--- START ---
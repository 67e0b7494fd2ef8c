//! Process flows, convergence (many inputs into one result) and divergence
//! (signed horizontal bars around a centered zero axis).

use slidegraph_core::{
    draw::{
        ChevronDefinition, RenderLayer, ShapeDefinition, ShapeStyle, Sketch, StrokeDefinition,
        TextAnchor, VerticalAlign,
    },
    geometry::{Bounds, Insets, Point, Size},
};

use super::{
    RenderContext,
    common::{self, LinearScale, SMALL_FONT_SIZE, finite, format_value},
};
use crate::model::{ConvergenceChart, DivergenceChart, FlowChart, FlowDirection};

const MAX_CHEVRON_HEIGHT: f32 = 96.0;

const MAX_BOX_HEIGHT: f32 = 72.0;

/// Vertical room between stacked boxes, holding the arrow.
const ARROW_GAP: f32 = 24.0;

const ARROW_HEAD: f32 = 8.0;

const DESCRIPTION_LADDER: &[f32] = &[16.0, 14.0, 13.0, SMALL_FONT_SIZE, 11.0];

pub fn flow_chart(chart: &FlowChart, sketch: &mut Sketch, ctx: &RenderContext<'_>) {
    if chart.steps.is_empty() {
        common::placeholder(sketch, ctx, "flow chart without steps");
        return;
    }
    match chart.direction {
        FlowDirection::Horizontal => horizontal_flow(chart, sketch, ctx),
        FlowDirection::Vertical => vertical_flow(chart, sketch, ctx),
    }
}

fn has_descriptions(chart: &FlowChart) -> bool {
    chart
        .steps
        .iter()
        .any(|step| step.description.as_deref().is_some_and(|d| !d.trim().is_empty()))
}

fn horizontal_flow(chart: &FlowChart, sketch: &mut Sketch, ctx: &RenderContext<'_>) {
    let area = sketch.clip();
    let described = has_descriptions(chart);
    let band_height = if described {
        MAX_CHEVRON_HEIGHT.min(area.height() * 0.4)
    } else {
        MAX_CHEVRON_HEIGHT.min(area.height())
    };
    let band = if described {
        area.take_top(band_height)
    } else {
        Bounds::new_from_center(area.center(), Size::new(area.width(), band_height))
    };
    let description_style = ctx.muted_style(14.0);

    for (index, (step, column)) in chart
        .steps
        .iter()
        .zip(band.split_columns(chart.steps.len(), 4.0))
        .enumerate()
    {
        let fill = ctx.theme().series_color(index);
        let chevron = ChevronDefinition::new(ShapeStyle::filled(fill)).with_leading(index == 0);
        sketch.shape(RenderLayer::Content, &chevron, column);
        let inside = chevron
            .content_bounds(column)
            .shrink(Insets::symmetric(4.0, 2.0));
        common::shape_label(sketch, ctx, &step.label, inside, fill, None);

        if let Some(description) = step.description.as_deref() {
            let below = Bounds::new_from_top_left(
                Point::new(column.min_x(), band.max_y()),
                Size::new(column.width(), area.max_y() - band.max_y()),
            )
            .shrink(Insets::new(12.0, 8.0, 0.0, 4.0));
            common::label(
                sketch,
                &description_style,
                description,
                below,
                DESCRIPTION_LADDER,
                VerticalAlign::Top,
            );
        }
    }
}

fn vertical_flow(chart: &FlowChart, sketch: &mut Sketch, ctx: &RenderContext<'_>) {
    let area = sketch.clip();
    let described = has_descriptions(chart);
    let (boxes, descriptions) = if described {
        let (left, right) = area.split_horizontal(0.38, 24.0);
        (left, Some(right))
    } else {
        let width = area.width().min(480.0);
        (Bounds::new_from_center(area.center(), Size::new(width, area.height())), None)
    };
    let rows = boxes.split_rows(chart.steps.len(), ARROW_GAP);
    let arrow = common::connector_stroke(ctx);
    let description_style = ctx.muted_style(14.0);

    let mut previous: Option<Bounds> = None;
    for (index, (step, row)) in chart.steps.iter().zip(&rows).enumerate() {
        let height = row.height().min(MAX_BOX_HEIGHT);
        let step_box = Bounds::new_from_center(row.center(), Size::new(row.width(), height));
        let fill = ctx.theme().series_color(index);
        sketch.rect(RenderLayer::Content, step_box, &ShapeStyle::filled(fill), 8.0);
        common::shape_label(
            sketch,
            ctx,
            &step.label,
            step_box.shrink(Insets::symmetric(4.0, 10.0)),
            fill,
            None,
        );

        if let Some(above) = previous {
            sketch.arrow(
                Point::new(above.center().x(), above.max_y()),
                Point::new(step_box.center().x(), step_box.min_y()),
                &arrow,
                ARROW_HEAD,
                false,
            );
        }
        previous = Some(step_box);

        if let (Some(column), Some(description)) = (descriptions, step.description.as_deref()) {
            let target = Bounds::new_from_top_left(
                Point::new(column.min_x(), row.min_y()),
                Size::new(column.width(), row.height()),
            );
            common::label(
                sketch,
                &description_style,
                description,
                target,
                DESCRIPTION_LADDER,
                VerticalAlign::Middle,
            );
        }
    }
}

pub fn convergence(chart: &ConvergenceChart, sketch: &mut Sketch, ctx: &RenderContext<'_>) {
    let inputs: Vec<&str> = chart
        .inputs
        .iter()
        .map(String::as_str)
        .filter(|input| !input.trim().is_empty())
        .collect();
    if inputs.is_empty() && chart.output.trim().is_empty() {
        common::placeholder(sketch, ctx, "convergence without inputs or output");
        return;
    }

    let area = sketch.clip();
    let columns = area.split_columns_weighted(&[0.3, 0.4, 0.3], 0.0);
    let (input_column, output_column) = (columns[0], columns[2]);
    let output_box = Bounds::new_from_center(
        output_column.center(),
        Size::new(output_column.width(), (area.height() * 0.4).min(120.0)),
    );
    let output_fill = ctx.theme().primary();
    sketch.rect(RenderLayer::Content, output_box, &ShapeStyle::filled(output_fill), 10.0);
    common::shape_label(
        sketch,
        ctx,
        &chart.output,
        output_box.shrink(Insets::uniform(10.0)),
        output_fill,
        None,
    );

    let arrow = common::connector_stroke(ctx);
    let target = Point::new(output_box.min_x(), output_box.center().y());
    for (index, (input, row)) in inputs
        .iter()
        .zip(input_column.split_rows(inputs.len(), 12.0))
        .enumerate()
    {
        let height = row.height().min(MAX_BOX_HEIGHT);
        let input_box = Bounds::new_from_center(row.center(), Size::new(row.width(), height));
        let fill = ctx.theme().surface();
        let outline = StrokeDefinition::solid(ctx.theme().series_color(index), 2.0);
        let style = ShapeStyle::filled(fill).with_stroke(Some(outline));
        sketch.rect(RenderLayer::Content, input_box, &style, 8.0);
        common::shape_label(
            sketch,
            ctx,
            input,
            input_box.shrink(Insets::symmetric(4.0, 8.0)),
            fill,
            None,
        );
        sketch.arrow(
            Point::new(input_box.max_x(), input_box.center().y()),
            target,
            &arrow,
            ARROW_HEAD,
            false,
        );
    }
}

pub fn divergence(chart: &DivergenceChart, sketch: &mut Sketch, ctx: &RenderContext<'_>) {
    if chart.items.is_empty() {
        common::placeholder(sketch, ctx, "divergence chart without items");
        return;
    }

    let area = sketch.clip();
    let labels = area.take_left((area.width() * 0.22).min(220.0));
    let plot = area.right_of(labels.width(), 12.0);
    let magnitude = chart
        .items
        .iter()
        .map(|item| finite(item.value).abs())
        .fold(0.0_f64, f64::max);
    let magnitude = if magnitude > 0.0 { magnitude } else { 1.0 };
    let scale = LinearScale::new(-magnitude, magnitude, plot.min_x(), plot.max_x());
    let zero = scale.zero();

    sketch.line(
        RenderLayer::Grid,
        Point::new(zero, plot.min_y()),
        Point::new(zero, plot.max_y()),
        &common::grid_stroke(ctx),
    );

    let label_style = ctx.text_style(14.0);
    let value_style = ctx.text_style(SMALL_FONT_SIZE);
    let rows = plot.split_rows(chart.items.len(), 6.0);
    for (item, row) in chart.items.iter().zip(&rows) {
        let label_row = Bounds::new_from_top_left(
            Point::new(labels.min_x(), row.min_y()),
            Size::new(labels.width(), row.height()),
        );
        common::label(
            sketch,
            &label_style,
            &item.label,
            label_row,
            &[14.0, 13.0, SMALL_FONT_SIZE, 11.0],
            VerticalAlign::Middle,
        );

        let value = finite(item.value);
        let end = scale.map(value);
        let height = (row.height() * 0.7).min(36.0);
        let bar = Bounds::new_from_top_left(
            Point::new(zero.min(end), row.center().y() - height / 2.0),
            Size::new((end - zero).abs(), height),
        );
        let fill = if value < 0.0 {
            ctx.theme().negative()
        } else {
            ctx.theme().positive()
        };
        if bar.width() > 0.0 {
            sketch.rect(RenderLayer::Content, bar, &ShapeStyle::filled(fill), 3.0);
        }

        // Values go beyond the bar end, or inside the bar when it reaches the edge.
        let text = format_value(value);
        let outside = if value < 0.0 {
            Bounds::new_from_top_left(
                Point::new(plot.min_x(), bar.min_y()),
                Size::new((bar.min_x() - plot.min_x() - 4.0).max(0.0), height),
            )
        } else {
            Bounds::new_from_top_left(
                Point::new(bar.max_x() + 4.0, bar.min_y()),
                Size::new((plot.max_x() - bar.max_x() - 4.0).max(0.0), height),
            )
        };
        let anchored = if value < 0.0 {
            value_style.clone().with_anchor(TextAnchor::End)
        } else {
            value_style.clone()
        };
        if common::line_label(sketch, &anchored, &text, outside, VerticalAlign::Middle).is_none() {
            let inside = ctx.label_on(fill, SMALL_FONT_SIZE);
            common::line_label(sketch, &inside, &text, bar, VerticalAlign::Middle);
        }
    }
}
--- END ---
* [What is expected]:
Using the records above, say how many lines contain the word "inputs". Write the number alone.

* [Solution to this task]:
7